Personal information
- Born: January 27, 1968 (age 57)

Career information
- High school: Santa Ana (CA) Foothill
- College: Arizona
- NFL draft: 1991: undrafted
- Position: Linebacker

Career history
- Davidson (1991) Linebackers coach; James Madison (1992–1994) Special teams coordinator; Boston University (1995) Defensive coordinator; Holy Cross (1996–1998) Defensive coordinator; San Jose State (1999) Linebackers coach/special teams coordinator; San Jose State (2000–2001) Tight ends coach/special teams coordinator; Stanford (2002–2003) Tight ends coach/special teams coordinator; Stanford (2004–2005) Outside linebackers coach/special teams coordinator; New York Giants (2006) Assistant special teams coach; New York Giants (2007–2017) Special teams coordinator; New York Giants (2018–2021) Assistant special teams coach; Tennessee Titans (2023) Assistant special teams coach; Tennessee Titans (2023) Special teams coordinator; New England Patriots (2024–present) Assistant special teams coach;

Awards and highlights
- 2× Super Bowl champion (XLII, XLVI);

= Tom Quinn (American football) =

American football coach (born 1968)

Tom Quinn (born January 27, 1968) is an American football coach who is currently the assistant special teams coach for the New England Patriots of the National Football League (NFL). He previously spent 11 years as the special teams coordinator for the New York Giants, where he was a part of two Super Bowl-winning teams.

==Career==
===New York Giants (2006–2021)===
Quinn was hired by the Giants to serve as their assistant special teams coach under Mike Sweatman for the 2006 season. After one season, he was promoted to special teams coach. In 2007, Lawrence Tynes kicked a game-winning 47-yard field goal in overtime to send the Giants to Super Bowl XLII, as they defeated the Green Bay Packers 23–20. In 2011, Tynes again kicked a game-winning field goal in overtime, as his 31-yard kick sent the Giants to Super Bowl XLVI, as they defeated the San Francisco 49ers. During his tenure as special teams coach, the Giants have seen mixed results. His first season saw the Giants rank 11th in special teams. Since then, they have ranked near the middle or bottom of the league in each season.

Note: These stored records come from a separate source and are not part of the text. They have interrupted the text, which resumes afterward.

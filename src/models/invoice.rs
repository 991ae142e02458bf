use bigdecimal::{BigDecimal, Zero};
use chrono::{DateTime, Utc};
use serde::{Deserialize, Serialize};
use std::fmt;

use super::error::{Severity, ValidationError};

/// 企业主体 (发货方/收货方)
#[derive(Debug, Clone, PartialEq, Serialize, Deserialize)]
pub struct Party {
    /// 税号 (CNPJ, 固定宽度字符串, 保留前导零)
    pub tax_id: String,
    pub legal_name: String,
    /// 州代码 (UF)
    pub uf: String,
}

/// 单一贡献税字段 (PIS / COFINS)
#[derive(Debug, Clone, PartialEq, Serialize, Deserialize)]
pub struct TaxFields {
    /// 税务情形代码 (CST, 2 位)
    pub cst: String,
    /// 申报税率 (定点, 2 位小数)
    pub rate: BigDecimal,
    /// 申报税额
    pub value: BigDecimal,
}

/// ICMS 税率/税额对; 源数据缺列时整体缺席, 不得与零混同
#[derive(Debug, Clone, PartialEq, Serialize, Deserialize)]
pub struct IcmsFields {
    pub rate: BigDecimal,
    pub value: BigDecimal,
}

/// 交易性质
#[derive(Debug, Clone, Copy, PartialEq, Eq, Serialize, Deserialize)]
#[serde(rename_all = "SCREAMING_SNAKE_CASE")]
pub enum OperationNature {
    Sale,
    Purchase,
    Transfer,
    Return,
}

impl OperationNature {
    pub fn parse(s: &str) -> Option<Self> {
        match s.trim().to_ascii_uppercase().as_str() {
            "SALE" => Some(OperationNature::Sale),
            "PURCHASE" => Some(OperationNature::Purchase),
            "TRANSFER" => Some(OperationNature::Transfer),
            "RETURN" => Some(OperationNature::Return),
            _ => None,
        }
    }
}

impl fmt::Display for OperationNature {
    fn fmt(&self, f: &mut fmt::Formatter<'_>) -> fmt::Result {
        let s = match self {
            OperationNature::Sale => "SALE",
            OperationNature::Purchase => "PURCHASE",
            OperationNature::Transfer => "TRANSFER",
            OperationNature::Return => "RETURN",
        };
        f.write_str(s)
    }
}

/// 发票明细行 (Item)
#[derive(Debug, Clone, PartialEq, Serialize, Deserialize)]
pub struct Item {
    pub number: u32,
    pub product_code: String,
    pub description: String,
    /// 商品分类编码 (NCM, 8 位)
    pub ncm: String,
    /// 业务操作编码 (CFOP, 4 位)
    pub cfop: String,
    #[serde(default)]
    pub unit: String,
    pub quantity: BigDecimal,
    pub unit_price: BigDecimal,
    /// 申报行合计
    pub line_total: BigDecimal,
    pub pis: TaxFields,
    pub cofins: TaxFields,
    #[serde(default)]
    pub icms: Option<IcmsFields>,
}

impl Item {
    /// 规范化 NCM: 去掉分隔符, 纯数字不足 8 位时右侧补零
    pub fn normalized_ncm(&self) -> String {
        let cleaned: String = self
            .ncm
            .chars()
            .filter(|c| *c != '.' && *c != '-')
            .collect();
        if !cleaned.is_empty()
            && cleaned.len() < 8
            && cleaned.chars().all(|c| c.is_ascii_digit())
        {
            format!("{:0<8}", cleaned)
        } else {
            cleaned
        }
    }

    /// 规范化 CFOP: 去掉分隔符
    pub fn normalized_cfop(&self) -> String {
        self.cfop.chars().filter(|c| *c != '.').collect()
    }

    /// 税基 (数量 × 单价)
    pub fn base_amount(&self) -> BigDecimal {
        &self.quantity * &self.unit_price
    }
}

/// 发票合计 (Totals); 发票级税额合计可缺席, 缺席不参与校验
#[derive(Debug, Clone, PartialEq, Serialize, Deserialize)]
pub struct Totals {
    pub products_total: BigDecimal,
    #[serde(default)]
    pub invoice_total: Option<BigDecimal>,
    #[serde(default)]
    pub pis_total: Option<BigDecimal>,
    #[serde(default)]
    pub cofins_total: Option<BigDecimal>,
    #[serde(default)]
    pub icms_total: Option<BigDecimal>,
}

/// 电子发票 (Invoice)
///
/// 由外部解析器构造一次; 校验管线只追加 validation_errors, 其余字段只读。
#[derive(Debug, Clone, PartialEq, Serialize, Deserialize)]
pub struct Invoice {
    /// 访问密钥 (44 位数字字符串, 永不按数值解析)
    pub access_key: String,
    pub number: String,
    pub series: String,
    pub issued_at: DateTime<Utc>,
    pub issuer: Party,
    pub recipient: Party,
    pub nature: OperationNature,
    pub items: Vec<Item>,
    pub totals: Totals,
    #[serde(default)]
    pub validation_errors: Vec<ValidationError>,
}

impl Invoice {
    /// 州际交易: 双方 UF 不同
    pub fn is_interstate(&self) -> bool {
        self.issuer.uf != self.recipient.uf
    }

    /// 追加校验错误 (只追加, 永不覆盖)
    pub fn add_validation_error(&mut self, error: ValidationError) {
        self.validation_errors.push(error);
    }

    pub fn errors_with_severity(&self, severity: Severity) -> usize {
        self.validation_errors
            .iter()
            .filter(|e| e.severity == severity)
            .count()
    }

    /// 全部错误的财务影响合计 (null 视为零)
    pub fn total_financial_impact(&self) -> BigDecimal {
        self.validation_errors
            .iter()
            .filter_map(|e| e.financial_impact.as_ref())
            .fold(BigDecimal::zero(), |acc, v| acc + v)
    }
}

Following the 2017 season, Quinn was fired by the Giants, however, he was re-hired as Assistant Special Teams Coach under Thomas McGaughey after the latter was diagnosed with cancer.

Following the 2021 season, Quinn was again relieved of duties by new head coach Brian Daboll.

===Tennessee Titans (2023)===
On March 21, 2023, the Tennessee Titans hired Quinn as the Titans' assistant special teams coach. On December 4, 2023, Quinn became the special teams coordinator for the Titans after Vrabel fired coordinator Craig Aukerman. The team finished 21st in the league that season.

===New England Patriots (2024–present)===
On February 19, 2024, Quinn was hired by the New England Patriots as their assistant special teams coach.